Provided records:

◇ ◇ ◇ ◇ ◇

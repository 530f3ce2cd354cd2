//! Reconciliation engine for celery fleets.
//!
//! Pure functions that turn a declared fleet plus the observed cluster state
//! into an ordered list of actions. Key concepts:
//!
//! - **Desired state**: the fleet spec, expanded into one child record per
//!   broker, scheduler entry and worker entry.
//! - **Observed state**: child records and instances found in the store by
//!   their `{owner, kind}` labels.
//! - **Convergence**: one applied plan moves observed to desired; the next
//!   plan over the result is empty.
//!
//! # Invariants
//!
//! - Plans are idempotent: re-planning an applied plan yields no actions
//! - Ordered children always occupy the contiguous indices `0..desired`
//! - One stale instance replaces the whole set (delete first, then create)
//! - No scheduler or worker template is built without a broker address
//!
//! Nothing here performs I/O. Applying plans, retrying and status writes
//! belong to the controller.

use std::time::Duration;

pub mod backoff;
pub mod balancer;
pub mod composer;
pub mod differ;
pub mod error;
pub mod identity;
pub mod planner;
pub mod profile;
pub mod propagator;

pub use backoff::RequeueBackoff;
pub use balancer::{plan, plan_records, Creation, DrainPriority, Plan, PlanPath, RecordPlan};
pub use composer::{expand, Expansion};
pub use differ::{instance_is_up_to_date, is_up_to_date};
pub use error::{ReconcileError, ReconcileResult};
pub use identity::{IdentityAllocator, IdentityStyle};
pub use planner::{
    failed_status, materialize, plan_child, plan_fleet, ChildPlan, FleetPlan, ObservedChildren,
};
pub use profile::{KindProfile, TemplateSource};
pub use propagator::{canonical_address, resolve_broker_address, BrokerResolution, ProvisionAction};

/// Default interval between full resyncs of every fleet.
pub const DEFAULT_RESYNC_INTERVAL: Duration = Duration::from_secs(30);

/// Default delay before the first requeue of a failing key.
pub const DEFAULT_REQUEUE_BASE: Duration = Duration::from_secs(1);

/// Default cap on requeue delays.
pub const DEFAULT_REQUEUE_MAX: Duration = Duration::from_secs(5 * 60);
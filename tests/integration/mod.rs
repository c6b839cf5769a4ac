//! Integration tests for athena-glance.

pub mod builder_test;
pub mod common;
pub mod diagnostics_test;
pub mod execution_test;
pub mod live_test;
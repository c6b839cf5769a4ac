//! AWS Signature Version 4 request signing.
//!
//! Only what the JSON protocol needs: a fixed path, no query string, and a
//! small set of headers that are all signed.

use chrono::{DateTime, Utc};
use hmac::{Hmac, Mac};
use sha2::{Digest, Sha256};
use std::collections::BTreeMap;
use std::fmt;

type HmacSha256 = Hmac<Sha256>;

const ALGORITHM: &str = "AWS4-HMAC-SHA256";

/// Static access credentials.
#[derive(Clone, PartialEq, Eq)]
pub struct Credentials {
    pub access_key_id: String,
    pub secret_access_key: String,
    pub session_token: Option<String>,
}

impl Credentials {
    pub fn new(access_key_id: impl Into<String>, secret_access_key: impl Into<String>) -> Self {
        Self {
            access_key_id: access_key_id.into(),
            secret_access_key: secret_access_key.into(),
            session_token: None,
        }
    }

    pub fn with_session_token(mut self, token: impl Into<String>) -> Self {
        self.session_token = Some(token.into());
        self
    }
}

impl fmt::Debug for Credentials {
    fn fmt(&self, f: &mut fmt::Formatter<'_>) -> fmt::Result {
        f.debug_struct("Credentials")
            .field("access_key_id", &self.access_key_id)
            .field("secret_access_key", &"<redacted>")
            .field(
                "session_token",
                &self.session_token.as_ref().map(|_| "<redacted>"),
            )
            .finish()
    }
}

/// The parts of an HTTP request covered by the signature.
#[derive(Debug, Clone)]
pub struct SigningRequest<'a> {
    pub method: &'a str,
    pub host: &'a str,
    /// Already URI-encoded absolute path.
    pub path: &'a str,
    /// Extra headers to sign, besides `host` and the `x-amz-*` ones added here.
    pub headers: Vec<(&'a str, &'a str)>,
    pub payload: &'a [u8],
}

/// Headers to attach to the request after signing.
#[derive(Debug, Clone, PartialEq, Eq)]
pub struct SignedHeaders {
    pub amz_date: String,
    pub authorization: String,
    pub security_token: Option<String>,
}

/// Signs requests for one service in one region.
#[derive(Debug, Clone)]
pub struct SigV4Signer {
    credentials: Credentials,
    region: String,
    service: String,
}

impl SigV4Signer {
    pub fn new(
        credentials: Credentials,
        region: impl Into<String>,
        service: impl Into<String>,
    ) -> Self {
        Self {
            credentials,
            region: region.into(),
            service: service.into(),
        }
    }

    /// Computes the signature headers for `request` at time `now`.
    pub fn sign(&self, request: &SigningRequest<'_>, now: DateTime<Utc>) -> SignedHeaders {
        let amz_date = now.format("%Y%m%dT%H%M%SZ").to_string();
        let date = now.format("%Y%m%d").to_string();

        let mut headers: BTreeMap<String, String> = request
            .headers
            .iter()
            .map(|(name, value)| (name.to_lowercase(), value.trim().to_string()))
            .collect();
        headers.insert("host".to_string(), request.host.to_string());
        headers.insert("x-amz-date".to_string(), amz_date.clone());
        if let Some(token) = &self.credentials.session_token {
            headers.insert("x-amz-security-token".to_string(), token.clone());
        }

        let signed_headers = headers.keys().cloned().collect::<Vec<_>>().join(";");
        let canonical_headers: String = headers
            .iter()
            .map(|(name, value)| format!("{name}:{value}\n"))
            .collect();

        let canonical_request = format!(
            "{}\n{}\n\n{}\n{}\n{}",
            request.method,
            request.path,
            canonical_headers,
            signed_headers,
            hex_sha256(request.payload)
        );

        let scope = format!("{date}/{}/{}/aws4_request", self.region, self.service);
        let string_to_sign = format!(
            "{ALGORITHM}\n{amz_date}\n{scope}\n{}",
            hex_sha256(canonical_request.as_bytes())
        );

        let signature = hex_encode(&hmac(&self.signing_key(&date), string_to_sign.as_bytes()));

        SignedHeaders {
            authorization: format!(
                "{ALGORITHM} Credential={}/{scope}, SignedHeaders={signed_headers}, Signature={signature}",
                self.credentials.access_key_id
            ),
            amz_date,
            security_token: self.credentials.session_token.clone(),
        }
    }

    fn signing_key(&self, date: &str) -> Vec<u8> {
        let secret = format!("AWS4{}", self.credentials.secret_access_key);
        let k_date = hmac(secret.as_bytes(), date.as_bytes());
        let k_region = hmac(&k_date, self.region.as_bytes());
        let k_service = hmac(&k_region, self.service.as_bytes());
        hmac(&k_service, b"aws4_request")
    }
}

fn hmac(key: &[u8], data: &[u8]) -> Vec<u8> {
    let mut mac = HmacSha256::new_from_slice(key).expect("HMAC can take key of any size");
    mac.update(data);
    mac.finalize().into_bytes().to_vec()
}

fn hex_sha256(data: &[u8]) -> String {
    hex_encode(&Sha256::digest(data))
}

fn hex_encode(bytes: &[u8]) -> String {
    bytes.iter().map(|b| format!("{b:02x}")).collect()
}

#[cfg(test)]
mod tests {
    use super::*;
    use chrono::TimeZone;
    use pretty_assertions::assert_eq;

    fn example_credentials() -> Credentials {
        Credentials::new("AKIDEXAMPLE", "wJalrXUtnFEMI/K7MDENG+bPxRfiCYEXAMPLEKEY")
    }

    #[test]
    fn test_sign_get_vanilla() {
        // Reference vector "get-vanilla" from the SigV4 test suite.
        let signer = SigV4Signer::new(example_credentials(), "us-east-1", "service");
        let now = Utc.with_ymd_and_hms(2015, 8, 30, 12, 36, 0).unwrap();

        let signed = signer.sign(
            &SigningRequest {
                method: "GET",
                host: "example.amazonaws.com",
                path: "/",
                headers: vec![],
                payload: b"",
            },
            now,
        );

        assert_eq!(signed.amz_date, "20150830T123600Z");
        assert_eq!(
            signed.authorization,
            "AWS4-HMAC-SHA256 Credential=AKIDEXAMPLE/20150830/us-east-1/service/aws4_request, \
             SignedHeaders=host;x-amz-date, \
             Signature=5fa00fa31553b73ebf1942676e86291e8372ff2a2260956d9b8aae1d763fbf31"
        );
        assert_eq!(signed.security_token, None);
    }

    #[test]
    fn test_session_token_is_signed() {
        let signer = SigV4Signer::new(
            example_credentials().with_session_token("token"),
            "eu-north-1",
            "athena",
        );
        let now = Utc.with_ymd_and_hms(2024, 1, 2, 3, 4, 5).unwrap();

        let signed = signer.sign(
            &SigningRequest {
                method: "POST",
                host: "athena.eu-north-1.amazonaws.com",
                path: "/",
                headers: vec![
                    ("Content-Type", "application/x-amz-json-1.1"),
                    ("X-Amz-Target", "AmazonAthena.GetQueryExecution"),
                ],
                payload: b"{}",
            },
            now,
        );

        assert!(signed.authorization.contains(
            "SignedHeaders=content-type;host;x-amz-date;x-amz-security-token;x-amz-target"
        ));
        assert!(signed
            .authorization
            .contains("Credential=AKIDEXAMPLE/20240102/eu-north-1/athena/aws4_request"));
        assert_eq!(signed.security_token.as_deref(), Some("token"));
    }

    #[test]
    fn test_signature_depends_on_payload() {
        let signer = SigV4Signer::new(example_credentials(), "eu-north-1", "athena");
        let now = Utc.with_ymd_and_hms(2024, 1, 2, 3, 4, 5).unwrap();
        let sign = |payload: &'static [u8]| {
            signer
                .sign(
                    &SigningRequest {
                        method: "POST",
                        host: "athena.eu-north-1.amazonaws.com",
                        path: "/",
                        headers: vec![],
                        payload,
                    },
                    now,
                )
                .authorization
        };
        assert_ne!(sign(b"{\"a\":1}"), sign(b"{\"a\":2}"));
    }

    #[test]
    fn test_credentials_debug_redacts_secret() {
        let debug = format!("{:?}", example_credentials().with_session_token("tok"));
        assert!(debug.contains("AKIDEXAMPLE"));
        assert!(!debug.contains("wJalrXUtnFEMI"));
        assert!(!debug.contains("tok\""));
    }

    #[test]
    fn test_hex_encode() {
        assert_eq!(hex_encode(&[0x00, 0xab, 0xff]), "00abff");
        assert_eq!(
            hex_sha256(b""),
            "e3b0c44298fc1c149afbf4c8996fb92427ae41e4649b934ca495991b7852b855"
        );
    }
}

◇ ◇ ◇ ◇ ◇

A single figure is the whole answer here: the number of lines in the records above that include "scheduler".

Answer to this task:
2